CBC does not interact strongly at either the CB1 or CB2 cannabinoid receptors in the body, so it does not elicit the same psychoactive ‘high’ that THC s famous for. Instead, CBC makes its effects felt through other receptors, such as the vanilloid receptor 1 (TRPV1) and the transient receptor potential ankyrin 1 (TRPA1) which are normally involved in modulating the pain response.
When CBC activates these receptors it prompts the body to raise its endocannabinoid levels. Endocannabinoids bear a striking resemblance to the cannabinoids found in the cannabis plant, but they are neurotransmitters which affect the internal endocannabinoid system. The human endocannabinoid system is hugely complex, but critically important for our survival. It is largely responsible for maintaining homeostasis and can play a significant part in supporting healthy brain function and a normal immune response.
CBC is also thought to exert some effects by working synergistically other other cannabinoids in a phenomenon known as the “entourage effect”. While the existence of this entourage effect is still debated within the cannabis industry, there is a study that has shown a possible dose-dependent relationship between CBC and higher levels of THC in the brain.
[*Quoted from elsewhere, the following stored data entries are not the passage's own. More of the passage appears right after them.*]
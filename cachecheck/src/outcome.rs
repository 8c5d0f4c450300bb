use std::fmt::{Display, Formatter};

use serde::Serialize;

/// What the cache did for one access
#[derive(Debug, Copy, Clone, Eq, PartialEq, Serialize)]
pub enum AccessOutcome {
    Hit,
    Miss,
    MissWithEviction,
}

impl AccessOutcome {
    /// The label both simulators print, `hit`, `miss`, or `miss eviction`
    pub fn label(self) -> &'static str {
        match self {
            AccessOutcome::Hit => "hit",
            AccessOutcome::Miss => "miss",
            AccessOutcome::MissWithEviction => "miss eviction",
        }
    }

    pub fn from_label(label: &str) -> Option<Self> {
        match label {
            "hit" => Some(AccessOutcome::Hit),
            "miss" => Some(AccessOutcome::Miss),
            "miss eviction" => Some(AccessOutcome::MissWithEviction),
            _ => None,
        }
    }
}

impl Display for AccessOutcome {
    fn fmt(&self, f: &mut Formatter<'_>) -> std::fmt::Result {
        f.write_str(self.label())
    }
}

/// The five counters reported at the end of a run, in reference output order
#[derive(Debug, Copy, Clone, Default, Eq, PartialEq, Serialize)]
pub struct RunStatistics {
    pub hits: u64,
    pub misses: u64,
    pub evictions: u64,
    pub dirty_bytes_resident: u64,
    pub dirty_bytes_evicted: u64,
}

impl RunStatistics {
    pub fn as_array(&self) -> [u64; 5] {
        [
            self.hits,
            self.misses,
            self.evictions,
            self.dirty_bytes_resident,
            self.dirty_bytes_evicted,
        ]
    }

    pub fn from_array(values: [u64; 5]) -> Self {
        let [hits, misses, evictions, dirty_bytes_resident, dirty_bytes_evicted] = values;
        Self {
            hits,
            misses,
            evictions,
            dirty_bytes_resident,
            dirty_bytes_evicted,
        }
    }
}

impl Display for RunStatistics {
    fn fmt(&self, f: &mut Formatter<'_>) -> std::fmt::Result {
        write!(
            f,
            "hits:{} misses:{} evictions:{} dirty_bytes_in_cache:{} dirty_bytes_evicted:{}",
            self.hits, self.misses, self.evictions, self.dirty_bytes_resident, self.dirty_bytes_evicted
        )
    }
}

/// Everything one simulator reported for one trace
#[derive(Debug, Clone, Default, Eq, PartialEq, Serialize)]
pub struct RunObservation {
    pub outcomes: Vec<AccessOutcome>,
    pub stats: RunStatistics,
}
The medical potential of CBC
As a cannabinoid that is not psychoactive and that is present in high levels in some cannabis strains, CBC attracted a fair amount of initial interest from cannabis science researchers after it was first identified in 1966. Since then, studies have identified potential therapeutic applications for CBC in a wide number of different fields.
Inflammation and acne
Animal studies have determined that CBC can dose-dependently affect the behavior of neurons in the brains of rats and cause analgesia by activating the TRPA1 and adenosine A1 receptors and elevating endocannabinoid levels in the body. This is important as traditional non-steroidal anti-inflammatory drugs (NSAIDs) generally work by blocking the production of enzymes that cause the inflammatory response at the site of injury or pain. With CBC having a different mechanism of action but still being effective against pain, CBC formulations may one day come to be an alternative painkiller.
CBC’s anti-inflammatory properties have also suggested potential use in treating acne, with studies confirming that CBC can suppress excessive lipid production and inflammation in the skin’s sebaceous glands.
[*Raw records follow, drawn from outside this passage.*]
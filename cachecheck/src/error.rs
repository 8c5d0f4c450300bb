use std::fmt::{Display, Formatter};
use std::io;
use std::path::PathBuf;

/// Everything that can stop a single verification case.
///
/// A behavioural mismatch between the two simulators is not an error, it is reported through
/// [`crate::compare::ComparisonResult`] and ends up as a failed verdict instead.
#[derive(Debug)]
pub enum VerifyError {
    /// A file could not be opened, mapped, or read
    Io { path: PathBuf, source: io::Error },
    /// A trace file contains bytes which are not ASCII text
    Encoding { path: PathBuf, position: usize },
    /// A trace line does not follow `<L|S> <hex>,<size>`
    Format { path: PathBuf, line: usize, reason: String },
    /// The harness configuration or a geometry is invalid
    Config(String),
    /// The candidate module failed to compile
    Build(String),
    /// The candidate module could not be loaded, or a required symbol is missing
    Load(String),
    /// The loaded candidate exposed state of an unexpected shape
    Runtime(String),
    /// The reference simulator failed, timed out, or produced unusable output
    Process(String),
}

impl VerifyError {
    pub fn io(path: impl Into<PathBuf>, source: io::Error) -> Self {
        VerifyError::Io { path: path.into(), source }
    }

    /// Short name of the error class, used in reports
    pub fn kind(&self) -> &'static str {
        match self {
            VerifyError::Io { .. } => "io",
            VerifyError::Encoding { .. } => "encoding",
            VerifyError::Format { .. } => "format",
            VerifyError::Config(_) => "config",
            VerifyError::Build(_) => "build",
            VerifyError::Load(_) => "load",
            VerifyError::Runtime(_) => "runtime",
            VerifyError::Process(_) => "process",
        }
    }
}

impl Display for VerifyError {
    fn fmt(&self, f: &mut Formatter<'_>) -> std::fmt::Result {
        match self {
            VerifyError::Io { path, source } => write!(f, "Couldn't read {}: {source}", path.display()),
            VerifyError::Encoding { path, position } => {
                write!(f, "{} is not a text file, non-ASCII byte at offset {position}", path.display())
            }
            VerifyError::Format { path, line, reason } => {
                write!(f, "Malformed trace {} at line {line}: {reason}", path.display())
            }
            VerifyError::Config(msg) => write!(f, "Invalid configuration: {msg}"),
            VerifyError::Build(msg) => write!(f, "Candidate build failed: {msg}"),
            VerifyError::Load(msg) => write!(f, "Candidate load failed: {msg}"),
            VerifyError::Runtime(msg) => write!(f, "Candidate state error: {msg}"),
            VerifyError::Process(msg) => write!(f, "Reference simulator failed: {msg}"),
        }
    }
}

impl std::error::Error for VerifyError {
    fn source(&self) -> Option<&(dyn std::error::Error + 'static)> {
        match self {
            VerifyError::Io { source, .. } => Some(source),
            _ => None,
        }
    }
}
As well as activating the TRPA1 receptor, CBC is also known for its ability to inhibit endocannabinoid inactivation – meaning that it will allow endocannabinoids to remain in the bloodstream for longer than usual. This is particularly notable for cancer research as the endocannabinoid ananamide (AEA) has been shown to fight the growth of breast cancer tumors both in vivo and in vitro.
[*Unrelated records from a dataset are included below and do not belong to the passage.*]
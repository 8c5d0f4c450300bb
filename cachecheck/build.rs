fn main() {
    println!("cargo:rerun-if-changed=build.rs");
    // Generated here rather than with a const fn so the table is cached across compilations
    let out_dir = std::env::var_os("OUT_DIR").unwrap();
    let path = std::path::Path::new(&out_dir).join("hex.rs");
    let lookup_table = format!("{:?}", generate_nibble_table());
    std::fs::write(
        &path,
        format!(
            "pub const INVALID_NIBBLE: u8 = {INVALID};\npub const HEX_NIBBLE: [u8; u8::MAX as usize + 1] = {lookup_table};"
        ),
    )
    .unwrap();
}

const INVALID: u8 = 0xFF;

const fn generate_nibble_table() -> [u8; u8::MAX as usize + 1] {
    let mut output = [INVALID; u8::MAX as usize + 1];
    let mut input: usize = 0;
    while input <= u8::MAX as usize {
        output[input] = map_hex_char(input as u8);
        input += 1;
    }
    output
}

const fn map_hex_char(input: u8) -> u8 {
    if input >= b'0' && input <= b'9' {
        input - b'0'
    } else if input >= b'A' && input <= b'F' {
        input - b'A' + 10
    } else if input >= b'a' && input <= b'f' {
        input - b'a' + 10
    } else {
        INVALID
    }
}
Early screening tests have also detected CBC’s anti-tumor properties, with the cannabinoid appearing to effectively accelerate necrosis in gastrointestinal cancer cells.
Animal studies have shown that CBC has a beneficial effect on the viability of neural stem progenitor cells (NSPCs) during differentiation. This is important as these NSPCs differentiate into astroglial cells, which are largely responsible for maintaining homeostasis and defending the central nervous system (CNS). Healthy astroglia counteract a large number of risks to the CNS and neurological health; by effectively regulating oxadative stress they avoid problems such as inflammation, hypoxic brain injury, or Alzheimer’s disease.
CBC may also have applications as an antibacterial agent. Early studies have indicated that CBC, as well as other common cannabinoids including THC and CBD, may be able to prevent the growth of gram-positive Methicillin-resistant Staphylococcus aureus (MRSA) and inhibit MRSA biofilm formation.
Studies with other prominent pathogens, such as gram-negative E. coli, have also indicated that CBC can powerfully inhibit bacterial growth by acting synergistically with small amounts of the topical antibiotic Polymixin B.